*** Provided information Section Begins ***

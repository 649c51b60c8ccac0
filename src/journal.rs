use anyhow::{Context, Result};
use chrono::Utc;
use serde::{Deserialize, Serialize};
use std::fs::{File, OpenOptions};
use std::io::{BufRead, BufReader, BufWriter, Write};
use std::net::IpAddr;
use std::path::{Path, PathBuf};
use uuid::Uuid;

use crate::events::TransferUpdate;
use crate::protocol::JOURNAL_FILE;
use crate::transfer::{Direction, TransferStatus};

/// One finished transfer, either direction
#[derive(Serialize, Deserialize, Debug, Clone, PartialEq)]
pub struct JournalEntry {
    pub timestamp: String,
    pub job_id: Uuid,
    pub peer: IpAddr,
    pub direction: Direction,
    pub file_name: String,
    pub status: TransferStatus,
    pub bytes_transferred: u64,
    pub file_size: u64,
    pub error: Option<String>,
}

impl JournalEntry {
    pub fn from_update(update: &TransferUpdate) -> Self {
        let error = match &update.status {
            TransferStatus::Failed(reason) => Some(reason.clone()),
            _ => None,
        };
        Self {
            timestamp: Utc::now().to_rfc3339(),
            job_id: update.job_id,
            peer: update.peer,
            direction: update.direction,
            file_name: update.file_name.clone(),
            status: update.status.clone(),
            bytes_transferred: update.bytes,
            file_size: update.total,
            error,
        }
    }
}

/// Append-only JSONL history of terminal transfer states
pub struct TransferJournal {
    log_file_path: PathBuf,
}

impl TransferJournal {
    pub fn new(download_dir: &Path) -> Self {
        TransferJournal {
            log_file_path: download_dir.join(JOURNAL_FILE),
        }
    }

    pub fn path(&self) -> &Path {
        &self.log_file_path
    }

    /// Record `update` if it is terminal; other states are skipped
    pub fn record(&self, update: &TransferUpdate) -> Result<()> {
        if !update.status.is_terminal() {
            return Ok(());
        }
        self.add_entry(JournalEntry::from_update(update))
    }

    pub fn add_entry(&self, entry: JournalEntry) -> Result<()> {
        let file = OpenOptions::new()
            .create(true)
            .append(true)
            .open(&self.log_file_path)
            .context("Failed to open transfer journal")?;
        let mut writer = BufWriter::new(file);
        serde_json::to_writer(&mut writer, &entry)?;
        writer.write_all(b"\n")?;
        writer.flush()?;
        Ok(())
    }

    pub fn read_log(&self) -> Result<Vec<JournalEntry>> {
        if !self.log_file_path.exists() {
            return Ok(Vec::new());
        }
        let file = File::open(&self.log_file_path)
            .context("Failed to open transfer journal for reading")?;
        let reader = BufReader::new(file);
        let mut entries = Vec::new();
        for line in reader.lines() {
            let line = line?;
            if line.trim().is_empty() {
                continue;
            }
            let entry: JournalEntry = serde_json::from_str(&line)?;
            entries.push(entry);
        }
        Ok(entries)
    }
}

*** Provided information Section Ends ***

Directions. Reproduce every record, making sure each one stays exactly the same.

Output for this task.
repository 649c51b60c8ccac0
filename src/journal.rs
use anyhow::{Context, Result};
use chrono::Utc;
use serde::{Deserialize, Serialize};
use std::fs::{File, OpenOptions};
use std::io::{BufRead, BufReader, BufWriter, Write};
use std::net::IpAddr;
use std::path::{Path, PathBuf};
use uuid::Uuid;

use crate::events::TransferUpdate;
use crate::protocol::JOURNAL_FILE;
use crate::transfer::{Direction, TransferStatus};

/// One finished transfer, either direction
#[derive(Serialize, Deserialize, Debug, Clone, PartialEq)]
pub struct JournalEntry {
    pub timestamp: String,
    pub job_id: Uuid,
    pub peer: IpAddr,
    pub direction: Direction,
    pub file_name: String,
    pub status: TransferStatus,
    pub bytes_transferred: u64,
    pub file_size: u64,
    pub error: Option<String>,
}

impl JournalEntry {
    pub fn from_update(update: &TransferUpdate) -> Self {
        let error = match &update.status {
            TransferStatus::Failed(reason) => Some(reason.clone()),
            _ => None,
        };
        Self {
            timestamp: Utc::now().to_rfc3339(),
            job_id: update.job_id,
            peer: update.peer,
            direction: update.direction,
            file_name: update.file_name.clone(),
            status: update.status.clone(),
            bytes_transferred: update.bytes,
            file_size: update.total,
            error,
        }
    }
}

/// Append-only JSONL history of terminal transfer states
pub struct TransferJournal {
    log_file_path: PathBuf,
}

impl TransferJournal {
    pub fn new(download_dir: &Path) -> Self {
        TransferJournal {
            log_file_path: download_dir.join(JOURNAL_FILE),
        }
    }

    pub fn path(&self) -> &Path {
        &self.log_file_path
    }

    /// Record `update` if it is terminal; other states are skipped
    pub fn record(&self, update: &TransferUpdate) -> Result<()> {
        if !update.status.is_terminal() {
            return Ok(());
        }
        self.add_entry(JournalEntry::from_update(update))
    }

    pub fn add_entry(&self, entry: JournalEntry) -> Result<()> {
        let file = OpenOptions::new()
            .create(true)
            .append(true)
            .open(&self.log_file_path)
            .context("Failed to open transfer journal")?;
        let mut writer = BufWriter::new(file);
        serde_json::to_writer(&mut writer, &entry)?;
        writer.write_all(b"\n")?;
        writer.flush()?;
        Ok(())
    }

    pub fn read_log(&self) -> Result<Vec<JournalEntry>> {
        if !self.log_file_path.exists() {
            return Ok(Vec::new());
        }
        let file = File::open(&self.log_file_path)
            .context("Failed to open transfer journal for reading")?;
        let reader = BufReader::new(file);
        let mut entries = Vec::new();
        for line in reader.lines() {
            let line = line?;
            if line.trim().is_empty() {
                continue;
            }
            let entry: JournalEntry = serde_json::from_str(&line)?;
            entries.push(entry);
        }
        Ok(entries)
    }
}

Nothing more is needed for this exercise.